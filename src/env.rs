use nix::unistd::{User, gethostname, getuid};
use std::collections::HashMap;
use std::env as stdenv;
use std::path::{Path, PathBuf};

/// Session state shared by the prompt and the process launcher.
///
/// The environment contains:
/// - `vars`: environment variables that will be visible to executed commands.
/// - `current_dir`: the working directory for command execution.
/// - `user` and `host`: identity shown in the prompt.
///
/// Note: fields are public to keep construction in tests trivial.
#[derive(Debug, Clone)]
pub struct Environment {
    /// Key-value store of environment variables (e.g., PATH, HOME).
    pub vars: HashMap<String, String>,
    /// The current working directory for command execution.
    pub current_dir: PathBuf,
    /// Login name of the operator.
    pub user: String,
    /// Host name up to the first dot.
    pub host: String,
}

impl Environment {
    /// Capture the current process state into a new `Environment` instance.
    ///
    /// Variables come from `std::env::vars()` and the directory from
    /// `std::env::current_dir()`. The user name is `$USER` (or `$LOGNAME`),
    /// falling back to the password database entry of the real uid.
    pub fn new() -> Self {
        let vars: HashMap<String, String> = stdenv::vars().collect();
        let current_dir = stdenv::current_dir().unwrap_or_else(|_| PathBuf::from("."));
        let user = login_name(&vars);
        Self {
            vars,
            current_dir,
            user,
            host: short_host_name(),
        }
    }

    /// Get the value of an environment variable.
    ///
    /// Looks up the key in `self.vars` first, falling back to `std::env::var`.
    pub fn get_var(&self, key: &str) -> Option<String> {
        self.vars
            .get(key)
            .cloned()
            .or_else(|| stdenv::var(key).ok())
    }

    /// Set or override an environment variable in `self.vars`.
    pub fn set_var(&mut self, key: impl Into<String>, val: impl Into<String>) {
        self.vars.insert(key.into(), val.into());
    }

    /// Prompt shown while no statement is pending: `[user@host dir]$ `.
    pub fn prompt(&self) -> String {
        format!(
            "[{}@{} {}]$ ",
            self.user,
            self.host,
            dir_name(&self.current_dir)
        )
    }
}

impl Default for Environment {
    fn default() -> Self {
        Self::new()
    }
}

fn login_name(vars: &HashMap<String, String>) -> String {
    vars.get("USER")
        .or_else(|| vars.get("LOGNAME"))
        .filter(|name| !name.is_empty())
        .cloned()
        .or_else(|| {
            User::from_uid(getuid())
                .ok()
                .flatten()
                .map(|user| user.name)
        })
        .unwrap_or_else(|| getuid().to_string())
}

fn short_host_name() -> String {
    let host = gethostname()
        .map(|name| name.to_string_lossy().into_owned())
        .unwrap_or_default();
    match host.split('.').next() {
        Some(short) if !short.is_empty() => short.to_string(),
        _ => "localhost".to_string(),
    }
}

/// Last component of `dir`; the root directory is shown as `/`.
fn dir_name(dir: &Path) -> String {
    match dir.file_name() {
        Some(name) => name.to_string_lossy().into_owned(),
        None => dir.to_string_lossy().into_owned(),
    }
}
*****
Print the first line of the records above and each line after it, exactly, through the line with "in the prompt.".

## Output below
filename src/env.rs
use nix::unistd::{User, gethostname, getuid};
use std::collections::HashMap;
use std::env as stdenv;
use std::path::{Path, PathBuf};

/// Session state shared by the prompt and the process launcher.
///
/// The environment contains:
/// - `vars`: environment variables that will be visible to executed commands.
/// - `current_dir`: the working directory for command execution.
/// - `user` and `host`: identity shown in the prompt.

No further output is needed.